Quand sont-ils partis ? Aux premières neiges ? Quand les arbres sur les plateaux sont, comme les hommes, gelés d'un côté, poussés par le vent froid de l'autre ?
Nous avons marché par tous les temps, tous les jours, nous sommes rentrés au coin d'un feu parfois, pétris de froid, les poches et les sacs remplis de fruits glanés, tantôt secs, tantôts juteux, comme des condensés, des pastilles d'été dans le début de l'hiver. Châtaignes, noix, pommes, poires, variétés perdues abandonnées à la récolte des oiseaux de passage... Nous nous sommes roulés dans ces prés chargés de ces fortunes insespérées de l'automne pour mieux les savourer et pour remercier la terre et les hommes de parfois si bien s'accorder.

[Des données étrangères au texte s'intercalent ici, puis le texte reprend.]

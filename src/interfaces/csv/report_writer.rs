use crate::domain::billing::BillingAttempt;
use crate::error::Result;
use std::io::Write;

/// Writes finalized billing attempts as a CSV report.
///
/// One row per attempt: id, invoice id, status, charging date and the
/// status message (empty for successful charges).
pub struct ReportWriter<W: Write> {
    writer: csv::Writer<W>,
}

impl<W: Write> ReportWriter<W> {
    pub fn new(sink: W) -> Self {
        Self {
            writer: csv::WriterBuilder::new().from_writer(sink),
        }
    }

    pub fn write_attempts<I>(&mut self, attempts: I) -> Result<()>
    where
        I: IntoIterator<Item = BillingAttempt>,
    {
        for attempt in attempts {
            self.writer.serialize(attempt)?;
        }
        self.writer.flush()?;
        Ok(())
    }
}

Nous avons couru, nous nous sommes allongés sur ces talus à l'abri sur les crètes, entre Ardèche et Velay, entre vallée du Rhône et Mézenc, pour profiter du temps de midi, quand le soleil caresse de part en part le dos des montagnes.

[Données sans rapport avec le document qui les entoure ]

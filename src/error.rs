use thiserror::Error;

#[derive(Error, Debug)]
pub enum BillingError {
    #[error("CSV error: {0}")]
    CsvError(#[from] csv::Error),
    #[error("IO error: {0}")]
    IoError(#[from] std::io::Error),
    #[error("storage error: {0}")]
    StorageError(String),
    #[error("invoice '{invoice_id}' was charged but could not be marked as paid: {source}")]
    ReconciliationError {
        invoice_id: u32,
        #[source]
        source: Box<BillingError>,
    },
    #[error("validation error: {0}")]
    ValidationError(String),
}

pub type Result<T> = std::result::Result<T, BillingError>;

Nous avons affronté notre peur des clôtures.
Une pensée pour ceux qui sont partis avant le gros de l'hiver, peut-être dans une période comme celle que nous connaissons aujourd'hui, sans autre force motrice qu'eux-mêmes, allés louer leur bras loin du monde, des leurs, en des pays inconnus, prendre à rebours la marche des saisons.